Aim of the exercise
Write the entries out exactly, with the final line being the one containing "pub fn replace_value(doc: &mut".

Dataset records
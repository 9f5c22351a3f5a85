//! Content control (`w:sdt`) navigation and rewriting

use crate::ooxml::names::{w, XML_SPACE};
use crate::ooxml::{NodeId, XmlDocument};

/// Tag of a content control, `None` when absent or when `node` is not a control
pub fn tag_of(doc: &XmlDocument, node: NodeId) -> Option<&str> {
    if !doc.is(node, w::SDT) {
        return None;
    }
    doc.child(node, w::SDT_PR)
        .and_then(|properties| doc.child_attribute(properties, w::TAG, w::VAL))
}

/// The `w:sdtContent` of a control
pub fn control_content(doc: &XmlDocument, sdt: NodeId) -> Option<NodeId> {
    doc.child(sdt, w::SDT_CONTENT)
}

/// Controls tagged `tag` under `scope` (or `scope` itself) that are not
/// nested inside another control. Inner controls are only visible to a
/// search scoped to their parent's content.
pub fn find_top_level_controls(doc: &XmlDocument, scope: NodeId, tag: &str) -> Vec<NodeId> {
    doc.first_level_descendants_and_self(scope, w::SDT)
        .into_iter()
        .filter(|&sdt| tag_of(doc, sdt) == Some(tag))
        .collect()
}

/// Every control directly reachable from `scope`, whatever its tag
pub fn top_level_controls(doc: &XmlDocument, scope: NodeId) -> Vec<NodeId> {
    doc.first_level_descendants_and_self(scope, w::SDT)
}

/// Put `value` in the control: the first text run keeps its formatting and
/// gets the new text, every other text-bearing node is dropped.
pub fn replace_value(doc: &mut XmlDocument, sdt: NodeId, value: &str) {
    let inline = doc.parent(sdt).map_or(false, |parent| doc.is(parent, w::P));

    let content = match control_content(doc, sdt) {
        Some(content) => content,
        None => {
            let content = doc.create_element(w::SDT_CONTENT);
            doc.append_child(sdt, content);
            content
        }
    };

    let with_text: Vec<NodeId> = doc
        .elements(content)
        .filter(|&element| doc.has_descendant_or_self(element, w::T) && !doc.has_descendant_or_self(element, w::SDT))
        .collect();

    let first_text = with_text
        .first()
        .and_then(|&element| doc.descendants_and_self_named(element, w::T).into_iter().next());

    let target = match first_text {
        Some(first_text) => {
            let mut keep = doc.ancestors(first_text);
            keep.push(first_text);
            for &element in &with_text {
                for node in doc.descendants_and_self(element) {
                    if doc.is_element(node) && !keep.contains(&node) && doc.has_descendant_or_self(node, w::T) {
                        doc.detach(node);
                    }
                }
            }
            first_text
        }
        None => {
            let t = doc.create_element(w::T);
            let run = doc.create_element(w::R);
            doc.append_child(run, t);
            if inline {
                doc.append_child(content, run);
            } else if let Some(paragraph) = doc.child(content, w::P) {
                doc.append_child(paragraph, run);
            } else {
                let paragraph = doc.create_element(w::P);
                doc.append_child(paragraph, run);
                doc.append_child(content, paragraph);
            }
            t
        }
    };

    write_text(doc, target, value);
}

/// Set the text of `t`, turning line breaks into `w:br` siblings
fn write_text(doc: &mut XmlDocument, t: NodeId, value: &str) {
    let normalized = value.replace("\r\n", "\n");
    let mut lines = normalized.split('\n');
    set_run_text(doc, t, lines.next().unwrap_or_default());

    let mut last = t;
    for line in lines {
        let br = doc.create_element(w::BR);
        doc.insert_after(last, br);
        let next = doc.create_element(w::T);
        set_run_text(doc, next, line);
        doc.insert_after(br, next);
        last = next;
    }
}

fn set_run_text(doc: &mut XmlDocument, t: NodeId, text: &str) {
    doc.set_text(t, text);
    if text.starts_with(char::is_whitespace) || text.ends_with(char::is_whitespace) {
        doc.set_attribute(t, XML_SPACE, "preserve");
    }
}

/// Replace the control with its inner content, keeping document order.
///
/// A control without `w:sdtContent` is removed. For a detached control the
/// inner nodes are detached too. Returns the former inner nodes.
pub fn remove_control(doc: &mut XmlDocument, sdt: NodeId) -> Vec<NodeId> {
    let Some(content) = control_content(doc, sdt) else {
        doc.detach(sdt);
        return Vec::new();
    };

    let inner = doc.children(content).to_vec();
    if doc.parent(sdt).is_some() {
        doc.replace_with(sdt, &inner);
    } else {
        for &node in &inner {
            doc.detach(node);
        }
    }
    inner
}

#[cfg(test)]
mod tests {
    use super::*;

    fn body(doc: &XmlDocument) -> NodeId {
        doc.child(doc.root(), w::BODY).unwrap()
    }

    const NESTED: &str = r#"<w:document xmlns:w="urn:w"><w:body><w:sdt><w:sdtPr><w:tag w:val="Outer"/></w:sdtPr><w:sdtContent><w:sdt><w:sdtPr><w:tag w:val="Name"/></w:sdtPr><w:sdtContent><w:p/></w:sdtContent></w:sdt></w:sdtContent></w:sdt><w:sdt><w:sdtPr><w:tag w:val="Name"/></w:sdtPr><w:sdtContent><w:p/></w:sdtContent></w:sdt></w:body></w:document>"#;

    #[test]
    fn test_tag_of() {
        let doc = XmlDocument::parse(NESTED).unwrap();
        let controls = top_level_controls(&doc, body(&doc));
        assert_eq!(controls.len(), 2);
        assert_eq!(tag_of(&doc, controls[0]), Some("Outer"));
        assert_eq!(tag_of(&doc, body(&doc)), None);
    }

    #[test]
    fn test_nested_controls_are_hidden() {
        let doc = XmlDocument::parse(NESTED).unwrap();
        let found = find_top_level_controls(&doc, body(&doc), "Name");
        assert_eq!(found.len(), 1);

        let outer = find_top_level_controls(&doc, body(&doc), "Outer")[0];
        let inner_scope = control_content(&doc, outer).unwrap();
        assert_eq!(find_top_level_controls(&doc, inner_scope, "Name").len(), 1);
        assert!(find_top_level_controls(&doc, body(&doc), "Missing").is_empty());
    }

    #[test]
    fn test_replace_value_keeps_first_run() {
        let xml = r#"<w:document xmlns:w="urn:w"><w:body><w:sdt><w:sdtPr><w:tag w:val="Name"/></w:sdtPr><w:sdtContent><w:p><w:r><w:rPr><w:b/></w:rPr><w:t>Old</w:t></w:r><w:r><w:t>er</w:t></w:r></w:p><w:p><w:r><w:t>tail</w:t></w:r></w:p></w:sdtContent></w:sdt></w:body></w:document>"#;
        let mut doc = XmlDocument::parse(xml).unwrap();
        let sdt = find_top_level_controls(&doc, body(&doc), "Name")[0];
        replace_value(&mut doc, sdt, "New");

        let content = control_content(&doc, sdt).unwrap();
        assert_eq!(doc.text(content), "New");
        assert_eq!(doc.descendants_named(content, w::T).len(), 1);
        assert_eq!(doc.descendants_named(content, "w:b").len(), 1);
        assert_eq!(doc.children_named(content, w::P).count(), 1);
    }

    #[test]
    fn test_replace_value_skips_nested_controls() {
        let xml = r#"<w:document xmlns:w="urn:w"><w:body><w:sdt><w:sdtPr><w:tag w:val="Name"/></w:sdtPr><w:sdtContent><w:sdt><w:sdtPr><w:tag w:val="Inner"/></w:sdtPr><w:sdtContent><w:p><w:r><w:t>keep</w:t></w:r></w:p></w:sdtContent></w:sdt><w:p><w:r><w:t>Old</w:t></w:r></w:p></w:sdtContent></w:sdt></w:body></w:document>"#;
        let mut doc = XmlDocument::parse(xml).unwrap();
        let sdt = find_top_level_controls(&doc, body(&doc), "Name")[0];
        replace_value(&mut doc, sdt, "New");
        assert_eq!(doc.text(sdt), "keepNew");
    }

    #[test]
    fn test_replace_value_without_text() {
        let xml = r#"<w:document xmlns:w="urn:w"><w:body><w:sdt><w:sdtPr><w:tag w:val="Name"/></w:sdtPr><w:sdtContent><w:p/></w:sdtContent></w:sdt><w:p><w:sdt><w:sdtPr><w:tag w:val="Inline"/></w:sdtPr></w:sdt></w:p></w:body></w:document>"#;
        let mut doc = XmlDocument::parse(xml).unwrap();
        let block = find_top_level_controls(&doc, body(&doc), "Name")[0];
        replace_value(&mut doc, block, "Block");
        let content = control_content(&doc, block).unwrap();
        let paragraph = doc.child(content, w::P).unwrap();
        assert_eq!(doc.text(paragraph), "Block");

        let inline = find_top_level_controls(&doc, body(&doc), "Inline")[0];
        replace_value(&mut doc, inline, "Inline");
        let content = control_content(&doc, inline).unwrap();
        assert!(doc.child(content, w::R).is_some());
        assert_eq!(doc.text(content), "Inline");
    }

    #[test]
    fn test_replace_value_line_breaks_and_spaces() {
        let xml = r#"<w:document xmlns:w="urn:w"><w:body><w:p><w:sdt><w:sdtPr><w:tag w:val="Name"/></w:sdtPr><w:sdtContent><w:r><w:t>x</w:t></w:r></w:sdtContent></w:sdt></w:p></w:body></w:document>"#;
        let mut doc = XmlDocument::parse(xml).unwrap();
        let sdt = find_top_level_controls(&doc, body(&doc), "Name")[0];
        replace_value(&mut doc, sdt, "one\r\ntwo\n three");

        let run = doc.descendants_named(sdt, w::R)[0];
        let names: Vec<&str> = doc.elements(run).filter_map(|node| doc.name(node)).collect();
        assert_eq!(names, vec!["w:t", "w:br", "w:t", "w:br", "w:t"]);

        let texts = doc.descendants_named(run, w::T);
        assert_eq!(doc.text(texts[2]), " three");
        assert_eq!(doc.attribute(texts[2], XML_SPACE), Some("preserve"));
        assert_eq!(doc.attribute(texts[0], XML_SPACE), None);
    }

    #[test]
    fn test_remove_control_unwraps_in_place() {
        let xml = r#"<w:document xmlns:w="urn:w"><w:body><w:p/><w:sdt><w:sdtPr><w:tag w:val="Name"/></w:sdtPr><w:sdtContent><w:p><w:r><w:t>a</w:t></w:r></w:p><w:p><w:r><w:t>b</w:t></w:r></w:p></w:sdtContent></w:sdt><w:tbl/></w:body></w:document>"#;
        let mut doc = XmlDocument::parse(xml).unwrap();
        let sdt = find_top_level_controls(&doc, body(&doc), "Name")[0];
        let inner = remove_control(&mut doc, sdt);

        assert_eq!(inner.len(), 2);
        let names: Vec<&str> = doc.elements(body(&doc)).filter_map(|node| doc.name(node)).collect();
        assert_eq!(names, vec!["w:p", "w:p", "w:p", "w:tbl"]);
        assert_eq!(doc.text(body(&doc)), "ab");
    }

    #[test]
    fn test_remove_empty_and_detached_controls() {
        let xml = r#"<w:document xmlns:w="urn:w"><w:body><w:sdt><w:sdtPr><w:tag w:val="Empty"/></w:sdtPr></w:sdt><w:sdt><w:sdtPr><w:tag w:val="Loose"/></w:sdtPr><w:sdtContent><w:p/></w:sdtContent></w:sdt></w:body></w:document>"#;
        let mut doc = XmlDocument::parse(xml).unwrap();
        let empty = find_top_level_controls(&doc, body(&doc), "Empty")[0];
        assert!(remove_control(&mut doc, empty).is_empty());
        assert!(!doc.is_attached(empty));

        let loose = find_top_level_controls(&doc, body(&doc), "Loose")[0];
        doc.detach(loose);
        let inner = remove_control(&mut doc, loose);
        assert_eq!(inner.len(), 1);
        assert_eq!(doc.parent(inner[0]), None);
    }
}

Reply to the task
repository 9f5c22351a3f5a85
//! Content control (`w:sdt`) navigation and rewriting

use crate::ooxml::names::{w, XML_SPACE};
use crate::ooxml::{NodeId, XmlDocument};

/// Tag of a content control, `None` when absent or when `node` is not a control
pub fn tag_of(doc: &XmlDocument, node: NodeId) -> Option<&str> {
    if !doc.is(node, w::SDT) {
        return None;
    }
    doc.child(node, w::SDT_PR)
        .and_then(|properties| doc.child_attribute(properties, w::TAG, w::VAL))
}

/// The `w:sdtContent` of a control
pub fn control_content(doc: &XmlDocument, sdt: NodeId) -> Option<NodeId> {
    doc.child(sdt, w::SDT_CONTENT)
}

/// Controls tagged `tag` under `scope` (or `scope` itself) that are not
/// nested inside another control. Inner controls are only visible to a
/// search scoped to their parent's content.
pub fn find_top_level_controls(doc: &XmlDocument, scope: NodeId, tag: &str) -> Vec<NodeId> {
    doc.first_level_descendants_and_self(scope, w::SDT)
        .into_iter()
        .filter(|&sdt| tag_of(doc, sdt) == Some(tag))
        .collect()
}

/// Every control directly reachable from `scope`, whatever its tag
pub fn top_level_controls(doc: &XmlDocument, scope: NodeId) -> Vec<NodeId> {
    doc.first_level_descendants_and_self(scope, w::SDT)
}

/// Put `value` in the control: the first text run keeps its formatting and
/// gets the new text, every other text-bearing node is dropped.
pub fn replace_value(doc: &mut XmlDocument, sdt: NodeId, value: &str) {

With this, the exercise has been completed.